(Collected data)
*** Begin section ***

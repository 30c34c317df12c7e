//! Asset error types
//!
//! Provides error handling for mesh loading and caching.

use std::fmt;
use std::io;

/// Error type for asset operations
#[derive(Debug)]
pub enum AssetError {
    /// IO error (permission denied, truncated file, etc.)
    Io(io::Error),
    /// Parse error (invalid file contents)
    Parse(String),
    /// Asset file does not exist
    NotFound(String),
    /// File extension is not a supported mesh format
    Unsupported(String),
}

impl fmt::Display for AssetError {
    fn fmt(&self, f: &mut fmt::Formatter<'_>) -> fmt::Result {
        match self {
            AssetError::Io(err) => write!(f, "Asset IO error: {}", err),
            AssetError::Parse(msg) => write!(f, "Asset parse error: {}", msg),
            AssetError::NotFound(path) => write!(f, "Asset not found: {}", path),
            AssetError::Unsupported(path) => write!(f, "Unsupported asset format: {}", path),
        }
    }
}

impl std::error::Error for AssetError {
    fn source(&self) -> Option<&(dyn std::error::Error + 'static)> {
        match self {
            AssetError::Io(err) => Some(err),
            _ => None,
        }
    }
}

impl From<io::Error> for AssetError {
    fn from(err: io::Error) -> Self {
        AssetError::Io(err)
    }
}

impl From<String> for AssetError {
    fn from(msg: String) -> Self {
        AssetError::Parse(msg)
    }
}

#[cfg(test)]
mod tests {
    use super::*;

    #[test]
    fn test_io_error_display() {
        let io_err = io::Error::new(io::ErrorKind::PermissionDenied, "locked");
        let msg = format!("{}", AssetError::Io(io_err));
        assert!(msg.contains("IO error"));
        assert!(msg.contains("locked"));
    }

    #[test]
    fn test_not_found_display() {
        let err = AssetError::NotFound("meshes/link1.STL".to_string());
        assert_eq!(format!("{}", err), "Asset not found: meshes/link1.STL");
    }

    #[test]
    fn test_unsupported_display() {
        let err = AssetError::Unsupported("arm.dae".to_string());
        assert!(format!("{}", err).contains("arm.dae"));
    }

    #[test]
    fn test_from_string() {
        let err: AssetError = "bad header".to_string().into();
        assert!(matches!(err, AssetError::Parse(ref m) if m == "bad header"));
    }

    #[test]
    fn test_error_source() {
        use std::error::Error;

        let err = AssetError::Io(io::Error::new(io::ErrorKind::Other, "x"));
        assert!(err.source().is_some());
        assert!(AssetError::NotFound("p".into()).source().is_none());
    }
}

*** End section ***

Give every entry back unchanged. Leave none out.

*TASK SOLUTION*.
repository 30c34c317df12c7e
//! Asset error types
//!
//! Provides error handling for mesh loading and caching.

use std::fmt;
use std::io;

/// Error type for asset operations
#[derive(Debug)]
pub enum AssetError {
    /// IO error (permission denied, truncated file, etc.)
    Io(io::Error),
    /// Parse error (invalid file contents)
    Parse(String),
    /// Asset file does not exist
    NotFound(String),
    /// File extension is not a supported mesh format
    Unsupported(String),
}

impl fmt::Display for AssetError {
    fn fmt(&self, f: &mut fmt::Formatter<'_>) -> fmt::Result {
        match self {
            AssetError::Io(err) => write!(f, "Asset IO error: {}", err),
            AssetError::Parse(msg) => write!(f, "Asset parse error: {}", msg),
            AssetError::NotFound(path) => write!(f, "Asset not found: {}", path),
            AssetError::Unsupported(path) => write!(f, "Unsupported asset format: {}", path),
        }
    }
}

impl std::error::Error for AssetError {
    fn source(&self) -> Option<&(dyn std::error::Error + 'static)> {
        match self {
            AssetError::Io(err) => Some(err),
            _ => None,
        }
    }
}

impl From<io::Error> for AssetError {
    fn from(err: io::Error) -> Self {
        AssetError::Io(err)
    }
}

impl From<String> for AssetError {
    fn from(msg: String) -> Self {
        AssetError::Parse(msg)
    }
}

#[cfg(test)]
mod tests {
    use super::*;

    #[test]
    fn test_io_error_display() {
        let io_err = io::Error::new(io::ErrorKind::PermissionDenied, "locked");
        let msg = format!("{}", AssetError::Io(io_err));
        assert!(msg.contains("IO error"));
        assert!(msg.contains("locked"));
    }

    #[test]
    fn test_not_found_display() {
        let err = AssetError::NotFound("meshes/link1.STL".to_string());
        assert_eq!(format!("{}", err), "Asset not found: meshes/link1.STL");
    }

    #[test]
    fn test_unsupported_display() {
        let err = AssetError::Unsupported("arm.dae".to_string());
        assert!(format!("{}", err).contains("arm.dae"));
    }

    #[test]
    fn test_from_string() {
        let err: AssetError = "bad header".to_string().into();
        assert!(matches!(err, AssetError::Parse(ref m) if m == "bad header"));
    }

    #[test]
    fn test_error_source() {
        use std::error::Error;

        let err = AssetError::Io(io::Error::new(io::ErrorKind::Other, "x"));
        assert!(err.source().is_some());
        assert!(AssetError::NotFound("p".into()).source().is_none());
    }
}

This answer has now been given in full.